§ **ASSIGNMENT**
Exactly the lines from the opening of the records through the line containing "pub trait Generator: Send" should be copied, with both included.

§ **DATA**
use std::fmt;
use std::str::FromStr;

use chrono::Utc;
use rand::Rng;
use rand::seq::SliceRandom;
use serde::{Deserialize, Serialize};
use uuid::Uuid;

use super::IdentifierKind;
use crate::error::IdentifierError;

/// Produces fresh values for identifier kinds.
pub trait Generator: Send + Sync {
    fn generate(&self, kind: IdentifierKind) -> String;
}

/// Structured OS version, e.g. `15.4.1 (19E258)`.
#[derive(Debug, Clone, PartialEq, Eq, Serialize, Deserialize)]
pub struct OsVersion {
    pub major: u32,
    pub minor: u32,
    pub patch: u32,
    pub build: String,
}

impl OsVersion {
    /// `major.minor[.patch]` without the build.
    pub fn version_string(&self) -> String {
        if self.patch == 0 {
            format!("{}.{}", self.major, self.minor)
        } else {
            format!("{}.{}.{}", self.major, self.minor, self.patch)
        }
    }
}

impl fmt::Display for OsVersion {
    fn fmt(&self, f: &mut fmt::Formatter<'_>) -> fmt::Result {
        write!(f, "{} ({})", self.version_string(), self.build)
    }
}

impl FromStr for OsVersion {
    type Err = IdentifierError;

    fn from_str(s: &str) -> Result<Self, Self::Err> {
        let invalid = || IdentifierError::InvalidGeneratedValue {
            kind: IdentifierKind::OsVersion,
            value: s.to_string(),
        };

        let (version, build) = s.split_once(" (").ok_or_else(invalid)?;
        let build = build.strip_suffix(')').ok_or_else(invalid)?;
        let mut parts = version.split('.');
        let mut next = |required: bool| -> Result<u32, IdentifierError> {
            match parts.next() {
                Some(p) if !p.is_empty() && p.chars().all(|c| c.is_ascii_digit()) => {
                    p.parse().map_err(|_| invalid())
                }
                None if !required => Ok(0),
                _ => Err(invalid()),
            }
        };
        let major = next(true)?;
        let minor = next(true)?;
        let patch = next(false)?;
        if parts.next().is_some() {
            return Err(invalid());
        }

        Ok(OsVersion {
            major,
            minor,
            patch,
            build: build.to_string(),
        })
    }
}

/// Machine identifier plus the retail part number, e.g. `iPhone14,2 (MLPF3LL/A)`.
#[derive(Debug, Clone, PartialEq, Eq, Serialize, Deserialize)]
pub struct DeviceModel {
    /// What `uname` and `hw.machine` report.
    pub machine: String,
    pub part_number: String,
}

impl fmt::Display for DeviceModel {
    fn fmt(&self, f: &mut fmt::Formatter<'_>) -> fmt::Result {
        write!(f, "{} ({})", self.machine, self.part_number)
    }
}

impl FromStr for DeviceModel {
    type Err = IdentifierError;

    fn from_str(s: &str) -> Result<Self, Self::Err> {
        let invalid = || IdentifierError::InvalidGeneratedValue {
            kind: IdentifierKind::DeviceModel,
            value: s.to_string(),
        };

        let (machine, part_number) = s.split_once(" (").ok_or_else(invalid)?;
        let part_number = part_number.strip_suffix(')').ok_or_else(invalid)?;
        Ok(DeviceModel {
            machine: machine.to_string(),
            part_number: part_number.to_string(),
        })
    }
}

/// Network the device reports being joined to, e.g. `NETGEAR1A2B (a4:2b:8c:01:02:03)`.
#[derive(Debug, Clone, PartialEq, Eq, Serialize, Deserialize)]
pub struct WifiInfo {
    pub ssid: String,
    /// Lowercase colon-separated MAC of the access point.
    pub bssid: String,
}

impl fmt::Display for WifiInfo {
    fn fmt(&self, f: &mut fmt::Formatter<'_>) -> fmt::Result {
        write!(f, "{} ({})", self.ssid, self.bssid)
    }
}

impl FromStr for WifiInfo {
    type Err = IdentifierError;

    fn from_str(s: &str) -> Result<Self, Self::Err> {
        let invalid = || IdentifierError::InvalidGeneratedValue {
            kind: IdentifierKind::WifiInfo,
            value: s.to_string(),
        };

        // SSIDs may contain " (" themselves; the BSSID is always last.
        let (ssid, bssid) = s.rsplit_once(" (").ok_or_else(invalid)?;
        let bssid = bssid.strip_suffix(')').ok_or_else(invalid)?;
        Ok(WifiInfo {
            ssid: ssid.to_string(),
            bssid: bssid.to_string(),
        })
    }
}

/// Shipped releases and the build train each belongs to. Build numbers
/// within a train are drawn at random.
const RELEASES: &[(u32, u32, u32, &str)] = &[
    (15, 0, 2, "19A"),
    (15, 1, 0, "19B"),
    (15, 2, 0, "19C"),
    (15, 3, 1, "19D"),
    (15, 4, 1, "19E"),
    (15, 5, 0, "19F"),
    (15, 6, 1, "19G"),
    (15, 7, 0, "19H"),
    (16, 0, 0, "20A"),
    (16, 1, 1, "20B"),
    (16, 2, 0, "20C"),
    (16, 3, 1, "20D"),
    (16, 4, 1, "20E"),
    (16, 5, 0, "20F"),
    (16, 6, 0, "20G"),
    (16, 7, 2, "20H"),
    (17, 0, 3, "21A"),
    (17, 1, 1, "21B"),
    (17, 2, 1, "21C"),
    (17, 3, 1, "21D"),
    (17, 4, 1, "21E"),
    (17, 5, 1, "21F"),
    (17, 6, 1, "21G"),
];

const DEVICE_MODELS: &[&str] = &[
    "iPhone13,1", "iPhone13,2", "iPhone13,3", "iPhone13,4", "iPhone14,2", "iPhone14,3",
    "iPhone14,4", "iPhone14,5", "iPhone14,6", "iPhone14,7", "iPhone14,8", "iPhone15,2",
    "iPhone15,3", "iPhone15,4", "iPhone15,5", "iPhone16,1", "iPhone16,2",
];

/// Regional suffixes of retail part numbers.
pub(crate) const PART_REGIONS: &[&str] = &["LL", "ZP", "CH", "J", "B", "ZD", "X", "C", "KH", "ZA"];

const FIRST_NAMES: &[&str] = &[
    "Alex", "Jordan", "Taylor", "Sam", "Chris", "Morgan", "Jamie", "Casey", "Riley", "Avery",
    "Emma", "Liam", "Olivia", "Noah", "Sophia", "Mason", "Mia", "Lucas", "Ava", "Ethan",
    "Harper", "Logan", "Ella", "James", "Grace", "Daniel", "Chloe", "Henry", "Zoe", "Owen",
    "Nora", "Leo", "Ruby", "Jack", "Isla", "Max", "Lily", "Ben", "Maya", "Eli",
    "Hannah", "Adam", "Sara", "Luke", "Anna", "Ryan", "Julia", "Nathan",
];

const LAST_NAMES: &[&str] = &[
    "Smith", "Johnson", "Brown", "Garcia", "Miller", "Davis", "Wilson", "Moore", "Clark", "Lewis",
    "Walker", "Hall", "Allen", "Young", "King", "Wright", "Scott", "Green", "Baker", "Adams",
    "Nelson", "Hill", "Campbell", "Mitchell", "Roberts", "Carter", "Phillips", "Evans", "Turner", "Torres",
    "Parker", "Collins", "Edwards", "Stewart", "Morris", "Murphy", "Cook", "Rogers", "Reed", "Bailey",
    "Bell", "Cooper", "Howard", "Ward", "Cox", "Kelly", "Price", "Ross",
];

/// Marketing names some owners append to their device name.
const NAME_SUFFIXES: &[&str] = &[
    "", " 12", " 12 Pro", " 13", " 13 mini", " 13 Pro", " 13 Pro Max", " 14", " 14 Plus", " 14 Pro",
    " 15", " 15 Pro",
];

const SSID_PREFIXES: &[&str] = &[
    "NETGEAR", "Linksys", "TP-Link_", "ASUS_", "ATT", "Spectrum", "HOME-", "Xfinity-", "MySpectrumWiFi",
];

/// Vendor OUIs used for access point BSSIDs.
const AP_OUIS: &[[u8; 3]] = &[
    [0xA4, 0x2B, 0x8C],
    [0x50, 0xC7, 0xBF],
    [0x04, 0xD9, 0xF5],
    [0x3C, 0x37, 0x86],
    [0xE8, 0x65, 0xD4],
    [0x10, 0x0C, 0x6B],
];

/// Serial number alphabet; Apple never uses `I` or `O`.
pub(crate) const SERIAL_ALPHABET: &[u8] = b"0123456789ABCDEFGHJKLMNPQRSTUVWXYZ";
pub(crate) const SERIAL_LEN: usize = 12;

pub(crate) const MIN_UPTIME: u64 = 3_600;
pub(crate) const MAX_UPTIME: u64 = 2_592_000;

/// Random generator following each kind's real-world format.
#[derive(Debug, Default, Clone, Copy)]
pub struct StandardGenerator;

impl StandardGenerator {
    fn uuid() -> String {
        Uuid::new_v4().to_string().to_uppercase()
    }

    fn device_name(rng: &mut impl Rng) -> String {
        let first = FIRST_NAMES.choose(rng).copied().unwrap_or("Alex");
        let last = LAST_NAMES.choose(rng).copied().unwrap_or("Smith");
        let suffix = NAME_SUFFIXES.choose(rng).copied().unwrap_or("");
        // Middle initial, or none.
        let initial = rng.gen_range(0..=26u8);
        if initial == 26 {
            format!("{} {}'s iPhone{}", first, last, suffix)
        } else {
            format!("{} {}. {}'s iPhone{}", first, (b'A' + initial) as char, last, suffix)
        }
    }

    fn device_model(rng: &mut impl Rng) -> String {
        let machine = DEVICE_MODELS.choose(rng).copied().unwrap_or("iPhone14,2");
        let stem: String = (0..3)
            .map(|_| SERIAL_ALPHABET[rng.gen_range(10..SERIAL_ALPHABET.len())] as char)
            .collect();
        let region = PART_REGIONS.choose(rng).copied().unwrap_or("LL");
        DeviceModel {
            machine: machine.to_string(),
            part_number: format!(
                "{}{}{}{}/A",
                if rng.gen_ratio(1, 4) { 'N' } else { 'M' },
                stem,
                rng.gen_range(1..=9u8),
                region
            ),
        }
        .to_string()
    }

    fn serial_number(rng: &mut impl Rng) -> String {
        (0..SERIAL_LEN)
            .map(|_| SERIAL_ALPHABET[rng.gen_range(0..SERIAL_ALPHABET.len())] as char)
            .collect()
    }

    fn os_version(rng: &mut impl Rng) -> String {
        let (major, minor, patch, train) = RELEASES.choose(rng).copied().unwrap_or(RELEASES[0]);
        let mut build = format!("{}{}", train, rng.gen_range(10..=999u32));
        // Carrier and hotfix builds carry a lowercase suffix.
        if rng.gen_ratio(1, 2) {
            build.push((b'a' + rng.gen_range(0..26u8)) as char);
        }
        OsVersion {
            major,
            minor,
            patch,
            build,
        }
        .to_string()
    }

    fn wifi_info(rng: &mut impl Rng) -> String {
        let prefix = SSID_PREFIXES.choose(rng).copied().unwrap_or("NETGEAR");
        let ssid = format!("{}{:04X}", prefix, rng.gen_range(0..0x1_0000u32));
        let oui = AP_OUIS.choose(rng).copied().unwrap_or(AP_OUIS[0]);
        let bssid = [oui[0], oui[1], oui[2], rng.r#gen(), rng.r#gen(), rng.r#gen()]
            .iter()
            .map(|b| format!("{:02x}", b))
            .collect::<Vec<_>>()
            .join(":");
        WifiInfo { ssid, bssid }.to_string()
    }
}

impl Generator for StandardGenerator {
    fn generate(&self, kind: IdentifierKind) -> String {
        let mut rng = rand::thread_rng();
        match kind {
            IdentifierKind::DeviceName => Self::device_name(&mut rng),
            IdentifierKind::SerialNumber => Self::serial_number(&mut rng),
            IdentifierKind::OsVersion => Self::os_version(&mut rng),
            IdentifierKind::WifiInfo => Self::wifi_info(&mut rng),
            IdentifierKind::Uptime => rng.gen_range(MIN_UPTIME..=MAX_UPTIME / 2).to_string(),
            IdentifierKind::BootTime => {
                let ago = rng.gen_range(MIN_UPTIME as i64..=30 * 86_400);
                (Utc::now().timestamp() - ago).to_string()
            }
            IdentifierKind::DeviceModel => Self::device_model(&mut rng),
            _ => Self::uuid(),
        }
    }
}

#[cfg(test)]
mod tests {
    use super::*;

    #[test]
    fn os_version_parses_with_and_without_patch() {
        let v: OsVersion = "15.4.1 (19E258)".parse().unwrap();
        assert_eq!((v.major, v.minor, v.patch), (15, 4, 1));
        assert_eq!(v.build, "19E258");

        let v: OsVersion = "16.0 (20A362)".parse().unwrap();
        assert_eq!(v.patch, 0);
        assert_eq!(v.to_string(), "16.0 (20A362)");

        assert!("16 (20A362)".parse::<OsVersion>().is_err());
        assert!("16.1.2.3 (20A362)".parse::<OsVersion>().is_err());
        assert!("16.1".parse::<OsVersion>().is_err());
    }

    #[test]
    fn device_model_splits_machine_and_part_number() {
        let model: DeviceModel = "iPhone14,2 (MLPF3LL/A)".parse().unwrap();
        assert_eq!(model.machine, "iPhone14,2");
        assert_eq!(model.part_number, "MLPF3LL/A");
        assert_eq!(model.to_string(), "iPhone14,2 (MLPF3LL/A)");
        assert!("iPhone14,2".parse::<DeviceModel>().is_err());
    }

    #[test]
    fn wifi_info_takes_the_last_parenthesis() {
        let info: WifiInfo = "Cafe (Guest) (a4:2b:8c:01:02:03)".parse().unwrap();
        assert_eq!(info.ssid, "Cafe (Guest)");
        assert_eq!(info.bssid, "a4:2b:8c:01:02:03");
        assert!("Cafe".parse::<WifiInfo>().is_err());
    }

    #[test]
    fn generated_values_rarely_repeat() {
        for kind in IdentifierKind::ALL {
            let values: std::collections::HashSet<String> =
                (0..100).map(|_| StandardGenerator.generate(kind)).collect();
            assert!(values.len() >= 98, "{kind} produced only {} distinct values", values.len());
        }
    }

    #[test]
    fn uuid_kinds_are_uppercase_v4() {
        let value = StandardGenerator.generate(IdentifierKind::Idfa);
        assert_eq!(value.len(), 36);
        assert_eq!(value, value.to_uppercase());
        assert_eq!(&value[14..15], "4");
    }
}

§ **RESULT**
use std::fmt;
use std::str::FromStr;

use chrono::Utc;
use rand::Rng;
use rand::seq::SliceRandom;
use serde::{Deserialize, Serialize};
use uuid::Uuid;

use super::IdentifierKind;
use crate::error::IdentifierError;

/// Produces fresh values for identifier kinds.
pub trait Generator: Send + Sync {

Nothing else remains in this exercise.